Every day in every way, I am grateful for what infotech brings into my life.
Around 1960 I was about the age of the kid in your picture at the top, desperate to learn about computers and how to use them. No education was available to kids. The adults said I would have to go to college and study computers in graduate school. No library books talked about computers. I learned by building logic gates out of discrete transistors, figuring out binary arithmetic and boolean algebra on my own.
We did not have a television in our house. No cell phones, not even answering machines. Texting was by postal mail. Science fiction was my inspiration for the future. I read every book in the library. Today, we all walk around with infotech far beyond the wildest dreams of those early writers.
Information technology is a profound intellectual amplifier. AI is a magnifying mirror, not a dictator. We can learn and grow our intellect thousands of times faster today than only 50 years ago. We need more technology and smarter algorithms that better understand what we are trying to accomplish. Even ads.

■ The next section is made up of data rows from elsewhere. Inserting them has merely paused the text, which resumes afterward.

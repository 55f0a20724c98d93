//! # Configuration Management Module
//!
//! TOML configuration for the whole application, with validation, defaults,
//! and a generator for a starter file. The bot and web bindings themselves
//! live outside this crate, but their tuning (command prefix, bind address,
//! cookie name) is configured here so the external collaborators and the
//! data layer read one file.
//!
//! ```toml
//! [app]
//! name = "Pawpad"
//! greeting = "Welcome to Pawpad! Earn points, buy a pet, keep it happy."
//!
//! [storage]
//! data_file = "data/data.json"
//! assets_dir = "static"
//! seeds_dir = "data/seeds"
//!
//! [bot]
//! command_prefix = "/"
//!
//! [web]
//! bind = "127.0.0.1:8000"
//! cookie_name = "user_id"
//!
//! [logging]
//! level = "info"
//! ```

use anyhow::{anyhow, Result};
use serde::{Deserialize, Serialize};
use tokio::fs;

/// Command prefixes the chat parser tolerates; anything else is rejected at
/// load time rather than silently ignored at runtime.
const ALLOWED_PREFIXES: [&str; 4] = ["/", "!", "^", "$"];

#[derive(Debug, Clone, Serialize, Deserialize)]
pub struct AppConfig {
    pub name: String,
    /// First line of the START reply.
    pub greeting: String,
}

#[derive(Debug, Clone, Serialize, Deserialize)]
pub struct StorageConfig {
    /// Path of the single JSON document everything is stored in.
    pub data_file: String,
    /// Directory the catalog `animation` paths resolve against.
    pub assets_dir: String,
    /// Directory holding `catalog.json` seed data.
    pub seeds_dir: String,
}

#[derive(Debug, Clone, Serialize, Deserialize)]
pub struct BotConfig {
    /// Prefix stripped from public-channel commands. Must be one of a
    /// hard-coded allowed set.
    #[serde(default = "default_command_prefix")]
    pub command_prefix: String,
}

impl Default for BotConfig {
    fn default() -> Self {
        Self {
            command_prefix: default_command_prefix(),
        }
    }
}

fn default_command_prefix() -> String {
    "/".to_string()
}

#[derive(Debug, Clone, Serialize, Deserialize)]
pub struct WebConfig {
    /// Address the companion web page binding listens on.
    pub bind: String,
    /// Cookie carrying the user id.
    #[serde(default = "default_cookie_name")]
    pub cookie_name: String,
}

impl Default for WebConfig {
    fn default() -> Self {
        Self {
            bind: "127.0.0.1:8000".to_string(),
            cookie_name: default_cookie_name(),
        }
    }
}

fn default_cookie_name() -> String {
    "user_id".to_string()
}

#[derive(Debug, Clone, Serialize, Deserialize)]
pub struct LoggingConfig {
    /// error | warn | info | debug | trace
    #[serde(default = "default_log_level")]
    pub level: String,
    /// Optional log file; stderr when unset.
    #[serde(default, skip_serializing_if = "Option::is_none")]
    pub file: Option<String>,
}

impl Default for LoggingConfig {
    fn default() -> Self {
        Self {
            level: default_log_level(),
            file: None,
        }
    }
}

fn default_log_level() -> String {
    "info".to_string()
}

/// Main configuration structure.
#[derive(Debug, Clone, Serialize, Deserialize)]
pub struct Config {
    pub app: AppConfig,
    pub storage: StorageConfig,
    #[serde(default)]
    pub bot: BotConfig,
    #[serde(default)]
    pub web: WebConfig,
    #[serde(default)]
    pub logging: LoggingConfig,
}

impl Default for Config {
    fn default() -> Self {
        Self {
            app: AppConfig {
                name: "Pawpad".to_string(),
                greeting: "Welcome to Pawpad! Earn points, buy a pet, keep it happy.".to_string(),
            },
            storage: StorageConfig {
                data_file: "data/data.json".to_string(),
                assets_dir: "static".to_string(),
                seeds_dir: "data/seeds".to_string(),
            },
            bot: BotConfig::default(),
            web: WebConfig::default(),
            logging: LoggingConfig::default(),
        }
    }
}

impl Config {
    /// Load and validate configuration from a TOML file.
    pub async fn load(path: &str) -> Result<Self> {
        let content = fs::read_to_string(path)
            .await
            .map_err(|e| anyhow!("Failed to read config file {}: {}", path, e))?;
        let config: Config =
            toml::from_str(&content).map_err(|e| anyhow!("Failed to parse {}: {}", path, e))?;
        config.validate()?;
        Ok(config)
    }

    /// Write a starter configuration file. Refuses to clobber an existing one.
    pub async fn create_default(path: &str) -> Result<()> {
        if fs::try_exists(path).await? {
            return Err(anyhow!("Config file {} already exists", path));
        }
        let config = Config::default();
        let content = toml::to_string_pretty(&config)?;
        fs::write(path, content).await?;
        Ok(())
    }

    fn validate(&self) -> Result<()> {
        if self.app.name.trim().is_empty() {
            return Err(anyhow!("app.name must not be empty"));
        }
        if self.storage.data_file.trim().is_empty() {
            return Err(anyhow!("storage.data_file must not be empty"));
        }
        if !ALLOWED_PREFIXES.contains(&self.bot.command_prefix.as_str()) {
            return Err(anyhow!(
                "bot.command_prefix must be one of {:?}",
                ALLOWED_PREFIXES
            ));
        }
        match self.logging.level.as_str() {
            "error" | "warn" | "info" | "debug" | "trace" => {}
            other => return Err(anyhow!("logging.level '{}' is not a log level", other)),
        }
        Ok(())
    }
}
use std::path::PathBuf;

use anyhow::{Context, Result};
use clap::{Parser, ValueEnum};
use production_planner::config::Config;
use production_planner::model::ResourceUsage;
use production_planner::{Report, chart, form};

// Problem: a factory produces two products (A and B)
// Product A: 2 machine hours, 3 kg material per unit
// Product B: 4 machine hours, 2 kg material per unit
// Goal: choose integer quantities that maximize profit

#[derive(Parser)]
#[command(name = "production")]
#[command(about = "Optimal production mix under machine-hour and material limits", long_about = None)]
struct Cli {
    /// TOML file with default parameters, logging and output settings
    #[arg(short, long)]
    config: Option<PathBuf>,
    /// Profit per unit of product A
    #[arg(long)]
    profit_a: Option<f64>,
    /// Profit per unit of product B
    #[arg(long)]
    profit_b: Option<f64>,
    /// Machine hours available
    #[arg(long)]
    hours: Option<f64>,
    /// Material available (kg)
    #[arg(long)]
    material: Option<f64>,
    /// Prompt for the parameters
    #[arg(short, long)]
    interactive: bool,
    /// Where to write the chart
    #[arg(long, conflicts_with = "no_chart")]
    chart: Option<PathBuf>,
    /// Skip the chart
    #[arg(long)]
    no_chart: bool,
    /// Output format
    #[arg(short, long, value_enum, default_value_t = Format::Text)]
    format: Format,
}

#[derive(Clone, Copy, ValueEnum)]
enum Format {
    Text,
    Json,
}

fn main() -> Result<()> {
    let cli = Cli::parse();

    let config = match &cli.config {
        Some(path) => Config::load(path)
            .with_context(|| format!("loading config from {}", path.display()))?,
        None => Config::default(),
    };
    config.logging.init();

    let mut params = config.parameters;
    if let Some(v) = cli.profit_a {
        params.profit_a = v;
    }
    if let Some(v) = cli.profit_b {
        params.profit_b = v;
    }
    if let Some(v) = cli.hours {
        params.hours_available = v;
    }
    if let Some(v) = cli.material {
        params.material_available = v;
    }
    if cli.interactive {
        params = form::prompt(&params)?;
    }
    params.validate()?;

    let result = production_planner::solve(&params)?;
    let report = Report::new(params, &result);

    match cli.format {
        Format::Text => print!("{report}"),
        Format::Json => println!("{}", serde_json::to_string_pretty(&report)?),
    }

    let chart_path = if cli.no_chart {
        None
    } else {
        cli.chart.or(config.output.chart)
    };
    if let (Some(path), Some(plan)) = (chart_path, result.plan()) {
        let hours = ResourceUsage::hours(&params, plan.qty_a, plan.qty_b);
        let material = ResourceUsage::material(&params, plan.qty_a, plan.qty_b);
        chart::save(&path, plan, &hours, &material)
            .with_context(|| format!("writing chart to {}", path.display()))?;
    }

    Ok(())
}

I disagree with Harari’s quote:
“Today our knowledge is increasing at breakneck speed, and theoretically we should understand the world better and better. But the very opposite is happening.” Noah Harari
Information is increasing at breakneck speed. Knowledge is the ability to convert information into tangible action in the real world. Those who are learning to convert the firehose of information into useful knowledge do understand the world better all the time. Infotech amplifies their ability to direct their destiny and shape the future.
Could I go a day without my infotech? Of course — because, like your retreat, I go into nature to hike or meditate, or go windsurfing or do serious photography, or, oh yes, writing — all things on which I choose to concentrate uninterrupted.
However, on the hierarchy of things essential for life, air is at the top. No air for a few minutes and you are cooked. Second most important is wifi. You can live for many hours without water and days without food, but life as we know it comes to an end within minutes of not having an internet connection when you really, really need it.
Once again, a very nice article. Thanks Mandy.